Accueillir chaque voyage, dépouillée de toutes certitudes, pour vivre au plus près chaque instant et essayer de prolonger le lien par l'image et l'écriture.
Par chicha
Hier, lorsque nous sommes arrivées sur la page des Sablettes, nous avons été surprises, en approchant du bord de l'eau, de voir de multiples petites formes semblables à des morceaux de plastique translucides de 5 à 6 cm...
En riant, nous nous sommes dit qu'il était impossible qu'il s'agisse de préservatifs (ça y ressemblait) : il y en avait beaucoup trop pour une petite surface !

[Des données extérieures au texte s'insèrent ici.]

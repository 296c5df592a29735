//! Infrastructure layer for colloquy
//!
//! This crate contains adapters that implement the ports defined
//! in the application layer, including configuration file loading.

pub mod config;
pub mod generation;
pub mod history;
pub mod jitter;
pub mod logging;

// Re-export commonly used types
pub use config::{
    ConfigLoader, ConfigValidationError, FileConfig, FileLoggingConfig, FileOrchestratorConfig,
    FileSchedulerConfig,
};
pub use generation::LoggingResponseGenerator;
pub use history::InMemoryMessageHistory;
pub use jitter::RandomJitter;
pub use logging::JsonlEventLogger;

J'en ai donc prélevé quelques specimens - ils mesurent entre 5 et 6 cm - et nous avons fait des recherches, chacune de notre côté en revenant chez nous.
Il s'agit des velella velella (ou vélelles) qui sont bleutées lorsqu'elles sont vivantes et peuvent perdre leur couleur en mourant et je vous donne ci-dessous les infos que j'ai récupérées sur internet.

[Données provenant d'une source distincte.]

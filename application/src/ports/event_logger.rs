//! Port for structured engine event logging.
//!
//! Defines the [`EventLogger`] trait for recording decisions (trigger
//! evaluations, scheduled and cancelled replies, permission denials) to a
//! structured log.
//!
//! This is separate from `tracing`-based operation logs: tracing handles
//! human-readable diagnostics, while this port captures a machine-readable
//! decision trail (JSONL).

use serde_json::Value;

/// A structured engine event.
pub struct EngineEvent {
    /// Event type identifier (e.g., "trigger_evaluated", "response_scheduled").
    pub event_type: &'static str,
    /// JSON payload with event-specific data.
    pub payload: Value,
}

impl EngineEvent {
    pub fn new(event_type: &'static str, payload: Value) -> Self {
        Self {
            event_type,
            payload,
        }
    }
}

/// Port for logging engine events.
///
/// `log` is synchronous and infallible so a broken log sink can never
/// disturb a decision; implementations swallow their own write failures.
pub trait EventLogger: Send + Sync {
    fn log(&self, event: EngineEvent);
}

/// No-op implementation for tests and when event logging is disabled.
pub struct NoEventLogger;

impl EventLogger for NoEventLogger {
    fn log(&self, _event: EngineEvent) {}
}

"Les velella velella ne peuvent se mouvoir d'elles-mêmes. C'et le vent qui décide de leur déplacement. Après une tempête, on peut les retrouver échouées par milliers le long des plages, au printemps ou au début de l'été.
Elles possèdent un flotteur ovale, allongé surmonté d'une courte excroissance triangulaire qui se dresse hors de l'eau et fonctionne comme une voile qui permet à l'animal de se déplacer au gré des vents. D'ordinaire elles s'échouent sur nos plages fin mai ou courant juin, d'où leur surnom de "barques de la Saint Jean".
La prolifération des vélelles divise les spécialistes du monde marin. Pour certain, c'est bon signe : cela montre que la mer est propre car ces animaux préfèrent les eaux peu polluées. D'autres y voient avant tout le signe de la diminution du nombre de tortues, leur principal prédateur."